Exercise details:
Output exactly the lines below, starting with the line that has "server state changes." and going on through the line that has "to be delivered.", both included, and no other lines.

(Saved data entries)
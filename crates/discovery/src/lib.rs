//! `mdns-sd` transport for the zerocast responder core.
//!
//! The daemon only speaks whole DNS-SD services, so announced SRV, TXT and
//! address records are folded into service registrations, and resolved
//! services are unfolded back into records for the core's cache.

mod client;
mod server;
mod transport;
mod types;

pub use server::get_local_ips;
pub use transport::MdnsSdTransport;
pub use types::{BRIDGE_INTERFACE, HOST_TTL, Incoming, SERVICE_TTL};

/// Errors for discovery operations.
#[derive(Debug, thiserror::Error)]
pub enum DiscoveryError {
    #[error("mDNS error: {0}")]
    Mdns(String),

    #[error("network error: {0}")]
    Network(String),

    #[error("configuration error: {0}")]
    Config(String),
}
use std::fmt;

use crate::Error;
use crate::cache::Cache;
use crate::domain;
use crate::record::{Key, TYPE_PTR};
use crate::scope::{InterfaceIndex, Protocol, Scope};
use crate::server::Server;

use super::{
    BrowseListener, BrowserId, BrowserKind, Delivery, Effects, ListenerBox, Outstanding,
    RecordChange, Subscription,
};

/// Which DNS-SD domain enumeration list to browse.
#[derive(Debug, Clone, Copy, PartialEq, Eq, Hash)]
pub enum DomainBrowserKind {
    /// Domains recommended for browsing (`b`).
    Browse,
    /// The default browsing domain (`db`).
    BrowseDefault,
    /// Domains recommended for registration (`r`).
    Register,
    /// The default registration domain (`dr`).
    RegisterDefault,
    /// Legacy browsing domains (`lb`).
    BrowseLegacy,
}

impl DomainBrowserKind {
    fn label(self) -> &'static str {
        match self {
            DomainBrowserKind::Browse => "b",
            DomainBrowserKind::BrowseDefault => "db",
            DomainBrowserKind::Register => "r",
            DomainBrowserKind::RegisterDefault => "dr",
            DomainBrowserKind::BrowseLegacy => "lb",
        }
    }
}

impl fmt::Display for DomainBrowserKind {
    fn fmt(&self, f: &mut fmt::Formatter<'_>) -> fmt::Result {
        f.write_str(self.label())
    }
}

pub(crate) struct DomainBrowser {
    key: Key,
    seen: Outstanding<String>,
}

impl Subscription for DomainBrowser {
    fn keys(&self) -> Vec<Key> {
        vec![self.key.clone()]
    }

    fn on_change(
        &mut self,
        _cache: &Cache,
        _scope: &Scope,
        change: &RecordChange<'_>,
        effects: &mut Effects,
    ) {
        if change.record.key() != &self.key {
            return;
        }
        let Some(target) = change.record.data().target() else {
            return;
        };
        if let Some(ev) = self.seen.apply(
            change.interface,
            change.protocol,
            change.event,
            target.to_string(),
        ) {
            effects.deliveries.push(Delivery::Domain(ev));
        }
    }
}

impl Server {
    /// Browses the domains advertised under `domain` (the server's domain if
    /// `None`).
    pub fn domain_browser_new(
        &mut self,
        interface: Option<InterfaceIndex>,
        protocol: Option<Protocol>,
        domain: Option<&str>,
        kind: DomainBrowserKind,
        listener: impl BrowseListener<String> + 'static,
    ) -> Result<BrowserId, Error> {
        let domain = self.browse_domain(domain)?;
        let name = format!("{}._dns-sd._udp.{domain}", kind.label());
        let browser = BrowserKind::Domain(DomainBrowser {
            key: Key::in_class(&name, TYPE_PTR),
            seen: Outstanding::default(),
        });
        self.browser_attach(
            Scope::new(interface, protocol),
            browser,
            ListenerBox::Domain(Box::new(listener)),
        )
    }

    /// Validates a browse domain, defaulting to the server's own.
    pub(crate) fn browse_domain(&self, domain: Option<&str>) -> Result<String, Error> {
        match domain {
            Some(d) if !domain::is_valid_domain_name(d) => {
                Err(Error::InvalidDomainName(d.to_string()))
            }
            Some(d) => Ok(domain::normalize(d)),
            None => Ok(self.domain_name().to_string()),
        }
    }
}

#[cfg(test)]
mod tests {
    use std::cell::RefCell;
    use std::rc::Rc;

    use crate::browse::{BrowseEvent, BrowserEvent};
    use crate::testing::{ptr, running_server};

    use super::*;

    #[tokio::test(start_paused = true)]
    async fn lists_advertised_domains() {
        let (mut server, _log) = running_server();
        let seen = Rc::new(RefCell::new(Vec::new()));
        let sink = Rc::clone(&seen);
        server
            .domain_browser_new(
                None,
                None,
                None,
                DomainBrowserKind::Browse,
                move |_s: &mut Server, _id: BrowserId, ev: BrowseEvent<String>| {
                    sink.borrow_mut().push((ev.event, ev.item))
                },
            )
            .unwrap();

        server.handle_record(1, Protocol::Inet, ptr("b._dns-sd._udp.local", "example.com"));
        server.handle_record(1, Protocol::Inet, ptr("r._dns-sd._udp.local", "other.com"));
        server.handle_withdrawn(1, Protocol::Inet, &ptr("b._dns-sd._udp.local", "example.com"));

        assert_eq!(
            *seen.borrow(),
            vec![
                (BrowserEvent::New, "example.com".to_string()),
                (BrowserEvent::Remove, "example.com".to_string()),
            ]
        );
    }

    #[test]
    fn rejects_bad_domain() {
        let (mut server, _log) = running_server();
        let result = server.domain_browser_new(
            None,
            None,
            Some("bad..domain"),
            DomainBrowserKind::Register,
            |_s: &mut Server, _id: BrowserId, _ev: BrowseEvent<String>| {},
        );
        assert!(matches!(result, Err(Error::InvalidDomainName(_))));
    }
}
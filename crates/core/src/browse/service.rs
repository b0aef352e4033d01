use crate::Error;
use crate::cache::Cache;
use crate::domain;
use crate::record::{Key, TYPE_PTR};
use crate::scope::{InterfaceIndex, Protocol, Scope};
use crate::server::Server;

use super::{
    BrowseListener, BrowserId, BrowserKind, Delivery, Effects, ListenerBox, Outstanding,
    RecordChange, Subscription,
};

/// A service instance found by a service browser.
#[derive(Debug, Clone, PartialEq, Eq, Hash)]
pub struct ServiceInstance {
    /// Instance name, unescaped (`Test Service #2`).
    pub name: String,
    pub service_type: String,
    pub domain: String,
}

pub(crate) struct ServiceBrowser {
    key: Key,
    seen: Outstanding<ServiceInstance>,
}

impl Subscription for ServiceBrowser {
    fn keys(&self) -> Vec<Key> {
        vec![self.key.clone()]
    }

    fn on_change(
        &mut self,
        _cache: &Cache,
        _scope: &Scope,
        change: &RecordChange<'_>,
        effects: &mut Effects,
    ) {
        if change.record.key() != &self.key {
            return;
        }
        let Some(parts) = change
            .record
            .data()
            .target()
            .and_then(domain::service_name_split)
        else {
            return;
        };
        let instance = ServiceInstance {
            name: parts.name,
            service_type: parts.service_type,
            domain: parts.domain,
        };
        if let Some(ev) = self
            .seen
            .apply(change.interface, change.protocol, change.event, instance)
        {
            effects.deliveries.push(Delivery::Service(ev));
        }
    }
}

impl Server {
    /// Browses instances of `service_type` (e.g. `_http._tcp`) in `domain`.
    pub fn service_browser_new(
        &mut self,
        interface: Option<InterfaceIndex>,
        protocol: Option<Protocol>,
        service_type: &str,
        domain: Option<&str>,
        listener: impl BrowseListener<ServiceInstance> + 'static,
    ) -> Result<BrowserId, Error> {
        if !domain::is_valid_service_type(service_type) {
            return Err(Error::InvalidServiceType(service_type.to_string()));
        }
        let domain = self.browse_domain(domain)?;
        let name = domain::join(&[service_type, domain.as_str()]);
        let kind = BrowserKind::Service(ServiceBrowser {
            key: Key::in_class(&name, TYPE_PTR),
            seen: Outstanding::default(),
        });
        self.browser_attach(
            Scope::new(interface, protocol),
            kind,
            ListenerBox::Service(Box::new(listener)),
        )
    }
}

#[cfg(test)]
mod tests {
    use std::cell::RefCell;
    use std::rc::Rc;
    use std::time::Duration;

    use crate::browse::{BrowseEvent, BrowserEvent};
    use crate::record::Record;
    use crate::testing::{ptr, running_server};

    use super::*;

    #[tokio::test(start_paused = true)]
    async fn new_then_remove_on_expiry() {
        let (mut server, _log) = running_server();
        let seen = Rc::new(RefCell::new(Vec::new()));
        let sink = Rc::clone(&seen);
        server
            .service_browser_new(
                None,
                None,
                "_http._tcp",
                None,
                move |_s: &mut Server, _id: BrowserId, ev: BrowseEvent<ServiceInstance>| {
                    sink.borrow_mut().push(ev)
                },
            )
            .unwrap();

        let short: Record = ptr("_http._tcp.local", "Ecstasy\\ HTTP._http._tcp.local").with_ttl(2);
        server.handle_record(2, Protocol::Inet, short);

        tokio::time::advance(Duration::from_secs(2)).await;
        server.process_timeouts();

        let seen = seen.borrow();
        assert_eq!(seen.len(), 2);
        assert_eq!(seen[0].event, BrowserEvent::New);
        assert_eq!(seen[0].item.name, "Ecstasy HTTP");
        assert_eq!(seen[0].item.service_type, "_http._tcp");
        assert_eq!(seen[1].event, BrowserEvent::Remove);
        assert_eq!(seen[1].item, seen[0].item);
    }

    #[tokio::test(start_paused = true)]
    async fn spellings_of_one_instance_are_one_item() {
        let (mut server, _log) = running_server();
        let seen = Rc::new(RefCell::new(Vec::new()));
        let sink = Rc::clone(&seen);
        server
            .service_browser_new(
                None,
                None,
                "_http._tcp",
                None,
                move |_s: &mut Server, _id: BrowserId, ev: BrowseEvent<ServiceInstance>| {
                    sink.borrow_mut().push(format!("{} {}", ev.event, ev.item.name))
                },
            )
            .unwrap();

        for target in [
            "Web._http._tcp.local",
            "WEB._http._tcp.local",
            "Foo\\ Bar._http._tcp.local",
            "Foo\\032Bar._http._tcp.local",
        ] {
            server.handle_record(2, Protocol::Inet, ptr("_http._tcp.local", target));
        }
        let goodbye = ptr("_http._tcp.local", "Foo\\ Bar._http._tcp.local").with_ttl(0);
        server.handle_record(2, Protocol::Inet, goodbye);

        assert_eq!(*seen.borrow(), vec!["new Web", "new Foo Bar", "remove Foo Bar"]);
        assert_eq!(server.cache.len(), 1);
    }

    #[test]
    fn rejects_bad_service_type() {
        let (mut server, _log) = running_server();
        let result = server.service_browser_new(
            None,
            None,
            "http",
            None,
            |_s: &mut Server, _id: BrowserId, _ev: BrowseEvent<ServiceInstance>| {},
        );
        assert!(matches!(result, Err(Error::InvalidServiceType(_))));
    }
}
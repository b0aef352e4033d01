//! The responder: owns the host name, entry groups, browsers and the cache.
//!
//! Everything runs on the caller's thread. Mutations queue their listener
//! notifications, and the queue is drained at the end of the outermost API
//! call. Listeners get `&mut Server` and may call back into it freely;
//! nested calls only add to the queue.

use std::collections::{BTreeMap, HashMap, VecDeque};
use std::fmt;

use tokio::time::Instant;
use tracing::{debug, info, warn};

use crate::Error;
use crate::browse::{Browser, BrowserEvent, BrowserId, Delivery};
use crate::cache::{Cache, CacheUpdate};
use crate::config::{ServerConfig, default_host_name};
use crate::domain;
use crate::entry_group::{Entry, EntryGroup, EntryGroupState, GroupId};
use crate::record::{Key, Record, RecordData, TYPE_A, TYPE_AAAA};
use crate::scope::{InterfaceIndex, Protocol, Scope};
use crate::timer::{Timeout, TimerQueue};
use crate::transport::Transport;

#[derive(Debug, Clone, Copy, PartialEq, Eq, Hash)]
pub enum ServerState {
    /// Waiting for the transport to come up.
    Starting,
    Running,
    /// Another host claims our host name; call [`Server::set_host_name`].
    Collision,
    /// Probing a new host name.
    Registering,
    Stopped,
}

impl fmt::Display for ServerState {
    fn fmt(&self, f: &mut fmt::Formatter<'_>) -> fmt::Result {
        let s = match self {
            ServerState::Starting => "starting",
            ServerState::Running => "running",
            ServerState::Collision => "collision",
            ServerState::Registering => "registering",
            ServerState::Stopped => "stopped",
        };
        f.write_str(s)
    }
}

/// Receives server state changes.
pub trait ServerListener {
    fn on_state(&mut self, server: &mut Server, state: ServerState);
}

impl<F> ServerListener for F
where
    F: FnMut(&mut Server, ServerState),
{
    fn on_state(&mut self, server: &mut Server, state: ServerState) {
        self(server, state)
    }
}

/// A listener notification waiting to be delivered.
pub(crate) enum Pending {
    Server(ServerState),
    Group(GroupId, EntryGroupState),
    Browse(BrowserId, Delivery),
}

Result of the task:
/// Receives server state changes.
pub trait ServerListener {
    fn on_state(&mut self, server: &mut Server, state: ServerState);
}

impl<F> ServerListener for F
where
    F: FnMut(&mut Server, ServerState),
{
    fn on_state(&mut self, server: &mut Server, state: ServerState) {
        self(server, state)
    }
}

/// A listener notification waiting to be delivered.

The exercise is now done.